EU May Toughen Commodity Swaps Curbs in Financial Rules
Commodity derivative speculators may face tougher curbs under compromise plans to overhaul the European Union’s financial market rules.
Governments may seek to restrict the number of commodity- derivative contracts that traders can enter into, according to a draft version of the rules prepared by Cyprus, which holds the rotating presidency of the EU. Such a requirement would go beyond a draft law published last year by Michel Barnier, the EU’s financial services chief.
The position-limit rule wouldn’t apply in cases where businesses are trying to use the derivatives to shield themselves from losses on investments, according to the documents. Regulators would also have some, limited power to grant other case-by-case exemptions.
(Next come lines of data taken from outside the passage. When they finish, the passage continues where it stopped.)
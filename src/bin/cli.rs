use std::collections::HashSet;
use std::fs;
use std::path::{Path, PathBuf};

use anyhow::Context;
use chrono::Utc;
use clap::{Parser, Subcommand};
use dotenvy::dotenv;
use sqlx::{Row, SqlitePool};

use project_desk::authz::PlatformRole;
use project_desk::db;
use project_desk::models::user::normalize_email;
use project_desk::store::users;

#[derive(Parser, Debug)]
#[command(author, version, about = "project-desk admin tool", long_about = None)]
struct Cli {
    #[command(subcommand)]
    command: Commands,
}

#[derive(Subcommand, Debug)]
enum Commands {
    /// Create a new empty migration with the provided name
    MakeMigration { name: String },
    /// Apply pending migrations
    MigrateRun,
    /// Show migration status against the current database
    MigrateStatus,
    /// Set the platform role of an existing account (member or platform_admin)
    SetPlatformRole { email: String, role: String },
}

#[tokio::main]
async fn main() -> anyhow::Result<()> {
    // The binary CWD may differ inside containers; fall back to the crate-local `.env`.
    if dotenv().is_err() {
        let crate_env = Path::new(env!("CARGO_MANIFEST_DIR")).join(".env");
        let _ = dotenvy::from_path(crate_env);
    }

    let cli = Cli::parse();

    match cli.command {
        Commands::MakeMigration { name } => {
            let path = make_migration_file(&name)?;
            println!("Created migration: {}", path.display());
        }
        Commands::MigrateRun => {
            let pool = get_pool().await?;
            let migrator = get_migrator().await?;
            migrator.run(&pool).await?;
            println!("Migrations applied");
        }
        Commands::MigrateStatus => {
            let pool = get_pool().await?;
            let migrator = get_migrator().await?;
            print_status(&pool, &migrator).await?;
        }
        Commands::SetPlatformRole { email, role } => {
            let role = PlatformRole::parse_strict(&role)
                .with_context(|| format!("unknown platform role `{role}`; use member or platform_admin"))?;
            let email = normalize_email(&email)?;

            let pool = get_pool().await?;
            let updated = users::set_platform_role(&pool, &email, role).await?;
            if updated == 0 {
                anyhow::bail!("no profile found for {email}");
            }
            println!("{email} is now {}", role.as_str());
        }
    }

    Ok(())
}

fn make_migration_file(name: &str) -> anyhow::Result<PathBuf> {
    let timestamp = Utc::now().format("%Y%m%d%H%M%S");
    let filename = format!("{}_{}.sql", timestamp, sanitize_name(name));
    let path = Path::new("migrations").join(filename);

    if path.exists() {
        anyhow::bail!("migration already exists: {}", path.display());
    }

    fs::write(&path, "-- Write your migration SQL here\n")
        .with_context(|| format!("failed to create migration at {}", path.display()))?;

    Ok(path)
}

async fn get_pool() -> anyhow::Result<SqlitePool> {
    let database_url = std::env::var("DATABASE_URL").context("DATABASE_URL not set")?;
    db::connect(&database_url).await
}

async fn print_status(pool: &SqlitePool, migrator: &sqlx::migrate::Migrator) -> anyhow::Result<()> {
    // If the migrations table doesn't exist, nothing is applied yet
    let table = sqlx::query("SELECT name FROM sqlite_master WHERE type = 'table' AND name = '_sqlx_migrations'")
        .fetch_optional(pool)
        .await?;

    let applied_versions: HashSet<i64> = if table.is_some() {
        let rows = sqlx::query("SELECT version FROM _sqlx_migrations WHERE success = 1")
            .fetch_all(pool)
            .await?;
        rows.iter().filter_map(|row| row.try_get::<i64, _>("version").ok()).collect()
    } else {
        HashSet::new()
    };

    println!("{:<8} {:<20} Name", "Status", "Version");
    for migration in migrator.iter() {
        let status = if applied_versions.contains(&migration.version) { "applied" } else { "pending" };
        let desc = migration.description.trim();
        let name = if desc.is_empty() { "unknown" } else { desc };
        println!("{:<8} {:<20} {}", status, migration.version, name);
    }

    Ok(())
}

fn sanitize_name(name: &str) -> String {
    name.chars()
        .map(|c| match c {
            'a'..='z' | '0'..='9' | '_' => c,
            'A'..='Z' => c.to_ascii_lowercase(),
            _ => '_',
        })
        .collect()
}

async fn get_migrator() -> anyhow::Result<sqlx::migrate::Migrator> {
    // Prefer ./migrations when run from the repo root, else the crate-local folder.
    let local = Path::new("./migrations");
    let migrator_path = if local.exists() {
        local.to_path_buf()
    } else {
        Path::new(env!("CARGO_MANIFEST_DIR")).join("migrations")
    };

    let display = migrator_path.display().to_string();
    sqlx::migrate::Migrator::new(migrator_path)
        .await
        .with_context(|| format!("failed to load migrations from {}", display))
}
use serde::Serialize;
use utoipa::ToSchema;

use crate::errors::AppError;

/// Platform-wide role stored on the user profile.
#[derive(Debug, Clone, Copy, PartialEq, Eq, Serialize, ToSchema)]
#[serde(rename_all = "snake_case")]
pub enum PlatformRole {
    Member,
    PlatformAdmin,
}

impl PlatformRole {
    /// `admin` and `platform_admin` are synonyms. Anything unrecognised is a
    /// plain member; profile rows never fail to load because of their role.
    pub fn parse(value: &str) -> Self {
        match value.trim().to_ascii_lowercase().as_str() {
            "admin" | "platform_admin" => PlatformRole::PlatformAdmin,
            _ => PlatformRole::Member,
        }
    }

    /// Strict variant used by the operator CLI. Only exact literals match.
    pub fn parse_strict(value: &str) -> Option<Self> {
        match value {
            "admin" | "platform_admin" => Some(PlatformRole::PlatformAdmin),
            "member" => Some(PlatformRole::Member),
            _ => None,
        }
    }

    pub fn as_str(&self) -> &'static str {
        match self {
            PlatformRole::Member => "member",
            PlatformRole::PlatformAdmin => "platform_admin",
        }
    }
}

/// Role of a user inside one project.
#[derive(Debug, Clone, Copy, PartialEq, Eq, Serialize, ToSchema)]
#[serde(rename_all = "snake_case")]
pub enum ProjectRole {
    Owner,
    ProjectAdmin,
    Member,
    Viewer,
}

impl ProjectRole {
    pub const ALL: [ProjectRole; 4] = [
        ProjectRole::Owner,
        ProjectRole::ProjectAdmin,
        ProjectRole::Member,
        ProjectRole::Viewer,
    ];

    /// Accepts exactly the five literals clients may send; `admin` maps to
    /// `project_admin`. Case and surrounding whitespace are significant.
    pub fn parse(value: &str) -> Option<Self> {
        match value {
            "owner" => Some(ProjectRole::Owner),
            "project_admin" | "admin" => Some(ProjectRole::ProjectAdmin),
            "member" => Some(ProjectRole::Member),
            "viewer" => Some(ProjectRole::Viewer),
            _ => None,
        }
    }

    /// Like [`ProjectRole::parse`] but yields the validation error returned to clients.
    pub fn from_input(value: &str) -> Result<Self, AppError> {
        Self::parse(value).ok_or_else(|| {
            AppError::bad_request("Invalid role. Must be one of: owner, project_admin, admin, member, viewer")
        })
    }

    pub fn as_str(&self) -> &'static str {
        match self {
            ProjectRole::Owner => "owner",
            ProjectRole::ProjectAdmin => "project_admin",
            ProjectRole::Member => "member",
            ProjectRole::Viewer => "viewer",
        }
    }

    pub fn can_write(&self) -> bool {
        matches!(self, ProjectRole::Owner | ProjectRole::ProjectAdmin | ProjectRole::Member)
    }

    pub fn can_manage(&self) -> bool {
        matches!(self, ProjectRole::Owner | ProjectRole::ProjectAdmin)
    }
}

/// Privilege a route demands, ordered from least to most privileged.
#[derive(Debug, Clone, Copy, PartialEq, Eq, PartialOrd, Ord)]
pub enum AccessClass {
    ProjectAccess,
    ProjectWrite,
    ProjectOwner,
    PlatformAdmin,
}

impl AccessClass {
    pub fn as_str(&self) -> &'static str {
        match self {
            AccessClass::ProjectAccess => "project_access",
            AccessClass::ProjectWrite => "project_write",
            AccessClass::ProjectOwner => "project_owner",
            AccessClass::PlatformAdmin => "platform_admin",
        }
    }

    /// Whether a member holding `role` satisfies this class.
    pub fn admits(&self, role: ProjectRole) -> bool {
        match self {
            AccessClass::ProjectAccess => true,
            AccessClass::ProjectWrite => role.can_write(),
            AccessClass::ProjectOwner => role.can_manage(),
            AccessClass::PlatformAdmin => false,
        }
    }

    pub fn denial_message(&self) -> &'static str {
        match self {
            AccessClass::ProjectAccess => "You do not have access to this project",
            AccessClass::ProjectWrite => "You do not have write access to this project",
            AccessClass::ProjectOwner => "Only project owners and admins can perform this action",
            AccessClass::PlatformAdmin => "Platform admin privileges are required",
        }
    }
}

/// Roles resolved for the caller on an allowed request.
#[derive(Debug, Clone, Copy, PartialEq, Eq, Serialize, ToSchema)]
pub struct AccessGrant {
    pub platform_role: PlatformRole,
    pub project_role: ProjectRole,
}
Aid organizations and some governments, including France and Germany, have demanded restrictions on commodity derivatives speculation, which they blame for worldwide spikes in food prices. The Institute of International Finance, an association representing global lenders, has said there is “little convincing evidence linking financial investment with trends in commodity prices and volatility.”
Barnier’s proposals, published last year, would have given regulators the chance to find alternatives to position limits.
Speaking to lawmakers in the European Parliament today, Barnier said he backed moves to toughen the planned measures for commodity derivatives.
Barnier plans to “reinforce our system of position limits, while maintaining the possibility for businesses to use these markets for hedging purposes,” the commissioner said at the parliament’s headquarters in Strasbourg, France.
Still, the Cypriot plans, dated Oct. 22, would weaken his proposals to boost securities-clearing competition. The draft proposals would add conditions that must be met before an exchange can be forced to hand over trading data to a competing clearinghouse.
While the U.K. has strongly backed the original proposal, which Barnier argues would cut costs for investors, Germany and France have both warned that the plan risks fragmenting markets and harming financial stability.
The Cypriot plans follow along the lines of a negotiating position approved by European Parliament lawmakers last month and scheduled to be voted on by lawmakers tomorrow.
“I’m convinced that we need to create the conditions for healthy competition in the post-trade market,” Barnier said today.
The step is needed “to create a real single market for financial services and prevent an excessive concentration of risks within monopolistic market infrastructures,” he said.